First off a big congratulations to the winner of FOUR tickets to the Mom, Pop & Tot Fair:
I know it’s only 8:15 pm but I feel like it’s 1 am. I used to start my party-filled evening at this time and now I’m ready for bed. How did I get so old? I am freaking exhausted and I still need to blog. Arrrrrrgh.
James my two-year-old has been in bed for an hour and I’m still wiped out. Tim (husband) had today off but we filled it with errands. And now as I sit here to blog, I’m soooooo tired. It’s not like I don’t have awesome ideas for a post, I just am too tired to do any of them. So here we are.
When I first came back to blogging after a two year hiatus due to health challenges, I wrote that this time around my blog is going to talk about real life. So here I am walking the walk instead of just talking the talk.
Lately I haven’t felt motivated, am on a very restrictive diet for health reasons, am dragging my sorry butt out of bed each day, and feeling like I’m on some sort of treadmill or going through the motions. I gave up shopping for Lent and am trying to spend more time with God. So far so good. I’m hoping to get my fire back soon but am not sure when that will be.
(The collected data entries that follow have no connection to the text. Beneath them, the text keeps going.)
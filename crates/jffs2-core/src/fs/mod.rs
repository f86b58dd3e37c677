/// Dump detection and module organization
use anyhow::Result;
use std::path::Path;

pub mod common;
pub mod jffs2;

use common::{DumpImage, Endianness};
use jffs2::Jffs2Filesystem;

/// Detect whether a dump holds JFFS2 nodes, and in which byte order
pub fn detect_filesystem(image_path: &Path) -> Result<Option<Endianness>> {
    let image = DumpImage::open(image_path)?;
    Ok(jffs2::detect_endianness(image.bytes()))
}

/// Get human-readable dump information
pub fn get_filesystem_info(fs: &Jffs2Filesystem) -> String {
    let index = fs.index();
    format!(
        "JFFS2 Dump\n\
         - Byte Order: {:?}\n\
         - Image Size: {} bytes\n\
         - Erased: {} bytes\n\
         - Nodes: {}\n\
         - Dirents: {}\n\
         - Data Nodes: {}\n\
         - Root Inodes: {:?}\n\
         - Diagnostics: {}",
        fs.config().endianness,
        fs.image_size(),
        fs.erased_bytes(),
        index.nodes().len(),
        index.dirents().count(),
        index.inodes().count(),
        index.root_inodes(),
        fs.diagnostics().len()
    )
}
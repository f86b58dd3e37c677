/// Linear node scanner over a raw flash dump
///
/// The medium is an append log of variable-length nodes, each behind a
/// 12-byte header:
///
/// ```text
/// | 0x19 | 0x85 |  node type  |
/// |      total length         |   (header included)
/// |      header crc           |
/// ```
///
/// The two magic bytes are single-byte constants and read the same in
/// either byte order; only the multi-byte fields follow the configured
/// endianness.
///
/// Nodes are 32-bit aligned. Erased flash reads as 0xFF and is skipped in
/// 512-byte windows; anything else that fails the header check is
/// corruption and triggers a resync on the next magic sequence.
use serde::{Deserialize, Serialize};

use super::crc::{CrcVerdict, HeaderCheck};
use super::nodes::NodeKind;
use crate::fs::common::{Endianness, FieldReader};

pub const NODE_MAGIC: [u8; 2] = [0x19, 0x85];
pub const HEADER_SIZE: usize = 12;

/// Erased-space check granularity
pub const ERASE_WINDOW: usize = 512;
/// How far ahead a resync looks for the next magic
pub const RESYNC_WINDOW: usize = 1024;

/// A node as laid out on flash, borrowing from the dump
#[derive(Debug, Clone, PartialEq, Eq)]
pub struct RawNode<'a> {
    pub offset: u64,
    pub node_type: u16,
    /// Total length including the header
    pub length: u32,
    pub hdr_crc: u32,
    pub payload: &'a [u8],
    /// Alignment filler after the node
    pub pad: &'a [u8],
}

/// Anomalies found while scanning or decoding
#[derive(Debug, Clone, PartialEq, Eq, Serialize, Deserialize)]
pub enum DiagnosticKind {
    /// Neither a node header nor erased flash
    BadSignature { header: Vec<u8> },
    /// Magic matched but the declared length cannot hold a header
    InvalidLength { length: u32 },
    HeaderCrcMismatch { stored: u32, computed: u32 },
    /// Node runs past the end of the dump
    TruncatedNode { declared: u32, available: u64 },
    /// Payload shorter than the fixed layout of its node kind
    ShortPayload {
        kind: NodeKind,
        needed: usize,
        available: usize,
    },
}

#[derive(Debug, Clone, PartialEq, Eq, Serialize, Deserialize)]
pub struct ScanDiagnostic {
    pub offset: u64,
    pub kind: DiagnosticKind,
}

impl std::fmt::Display for ScanDiagnostic {
    fn fmt(&self, f: &mut std::fmt::Formatter<'_>) -> std::fmt::Result {
        match &self.kind {
            DiagnosticKind::BadSignature { header } => {
                write!(f, "bad node signature at 0x{:X} {}", self.offset, hex_string(header))
            }
            DiagnosticKind::InvalidLength { length } => {
                write!(f, "invalid node length {} at 0x{:X}", length, self.offset)
            }
            DiagnosticKind::HeaderCrcMismatch { stored, computed } => write!(
                f,
                "header crc mismatch at 0x{:X}: stored {:08x}, computed {:08x}",
                self.offset, stored, computed
            ),
            DiagnosticKind::TruncatedNode {
                declared,
                available,
            } => write!(
                f,
                "node at 0x{:X} declares {} bytes, only {} left in dump",
                self.offset, declared, available
            ),
            DiagnosticKind::ShortPayload {
                kind,
                needed,
                available,
            } => write!(
                f,
                "{:?} node at 0x{:X} needs {} payload bytes, has {}",
                kind, self.offset, needed, available
            ),
        }
    }
}

/// Result of one pass over the dump
#[derive(Debug, Default)]
pub struct ScanOutcome<'a> {
    pub nodes: Vec<RawNode<'a>>,
    pub diagnostics: Vec<ScanDiagnostic>,
    /// Bytes skipped as erased flash
    pub erased_bytes: u64,
}

/// Scanner configuration and entry point
#[derive(Debug, Clone, Copy, Default)]
pub struct NodeScanner {
    pub endianness: Endianness,
    pub header_check: HeaderCheck,
}

struct Header {
    magic: [u8; 2],
    node_type: u16,
    length: u32,
    hdr_crc: u32,
}

impl NodeScanner {
    pub fn new(endianness: Endianness, header_check: HeaderCheck) -> Self {
        Self {
            endianness,
            header_check,
        }
    }

    /// Walk the whole dump once
    pub fn scan<'a>(&self, data: &'a [u8]) -> ScanOutcome<'a> {
        let mut outcome = ScanOutcome::default();
        let mut off = 0usize;

        while off < data.len() {
            let header_bytes = &data[off..(off + HEADER_SIZE).min(data.len())];

            let rejection = match self.parse_header(header_bytes) {
                Some(header) if header.magic == NODE_MAGIC => {
                    if (header.length as usize) < HEADER_SIZE {
                        Some(DiagnosticKind::InvalidLength {
                            length: header.length,
                        })
                    } else {
                        match self.header_check.check(header_bytes, header.hdr_crc) {
                            CrcVerdict::Accepted => {
                                off = self.take_node(data, off, &header, &mut outcome);
                                continue;
                            }
                            CrcVerdict::Mismatch { stored, computed } => {
                                Some(DiagnosticKind::HeaderCrcMismatch { stored, computed })
                            }
                        }
                    }
                }
                _ => None,
            };

            if rejection.is_none() {
                let window = ERASE_WINDOW - (off % ERASE_WINDOW);
                let end = (off + window).min(data.len());
                if data[off..end].iter().all(|&b| b == 0xFF) {
                    outcome.erased_bytes += (end - off) as u64;
                    off += window;
                    continue;
                }
            }

            let kind = rejection.unwrap_or_else(|| DiagnosticKind::BadSignature {
                header: header_bytes.to_vec(),
            });
            let diagnostic = ScanDiagnostic {
                offset: off as u64,
                kind,
            };
            tracing::warn!("jffs2: {}", diagnostic);
            outcome.diagnostics.push(diagnostic);

            off += self.resync_distance(&data[off..]);
        }

        tracing::debug!(
            "jffs2: scanned {} bytes, {} nodes, {} diagnostics, {} erased bytes",
            data.len(),
            outcome.nodes.len(),
            outcome.diagnostics.len(),
            outcome.erased_bytes
        );

        outcome
    }

    fn parse_header(&self, bytes: &[u8]) -> Option<Header> {
        if bytes.len() < HEADER_SIZE {
            return None;
        }
        let mut reader = FieldReader::new(bytes, self.endianness);
        Some(Header {
            magic: [reader.u8().ok()?, reader.u8().ok()?],
            node_type: reader.u16().ok()?,
            length: reader.u32().ok()?,
            hdr_crc: reader.u32().ok()?,
        })
    }

    /// Record the node at `off` and return the aligned offset after it
    fn take_node<'a>(
        &self,
        data: &'a [u8],
        off: usize,
        header: &Header,
        outcome: &mut ScanOutcome<'a>,
    ) -> usize {
        let declared_end = off.saturating_add(header.length as usize);
        let end = declared_end.min(data.len());

        if declared_end > data.len() {
            let diagnostic = ScanDiagnostic {
                offset: off as u64,
                kind: DiagnosticKind::TruncatedNode {
                    declared: header.length,
                    available: (data.len() - off) as u64,
                },
            };
            tracing::warn!("jffs2: {}", diagnostic);
            outcome.diagnostics.push(diagnostic);
        }

        let mut next = declared_end;
        let mut pad: &'a [u8] = &[];
        if next % 4 != 0 {
            let padlen = 4 - (next % 4);
            let pad_start = next.min(data.len());
            pad = &data[pad_start..(next + padlen).min(data.len())];
            next += padlen;
        }

        outcome.nodes.push(RawNode {
            offset: off as u64,
            node_type: header.node_type,
            length: header.length,
            hdr_crc: header.hdr_crc,
            payload: &data[off + HEADER_SIZE..end],
            pad,
        });

        next
    }

    /// Distance to the next magic within the resync window, or the whole window
    ///
    /// The search starts one byte in so a rejected header at the cursor is
    /// never matched again.
    fn resync_distance(&self, rest: &[u8]) -> usize {
        let window = &rest[..RESYNC_WINDOW.min(rest.len())];
        window
            .get(1..)
            .and_then(|tail| tail.windows(2).position(|pair| pair == NODE_MAGIC))
            .map(|pos| pos + 1)
            .unwrap_or(RESYNC_WINDOW)
    }
}

/// Lowercase hex rendering of raw bytes
pub fn hex_string(bytes: &[u8]) -> String {
    bytes.iter().map(|b| format!("{:02x}", b)).collect()
}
I often feel guilty for taking a break. I feel that I’m only as good as what I get accomplished. I have to drill into my head that I’m a Child Of God and as such I don’t have to do a darn thing to be loved.
So I am trying to carve our more time for me. I’m watching Riverdale on Netflix, taking baths, drinking tea, looking at all the cool fashion items for spring, singing solos at church, planning my summer vacation, focusing on all the blessings in my life, reading, and spending more snuggle time with James. I want to start meditating but I find it so hard to sit still!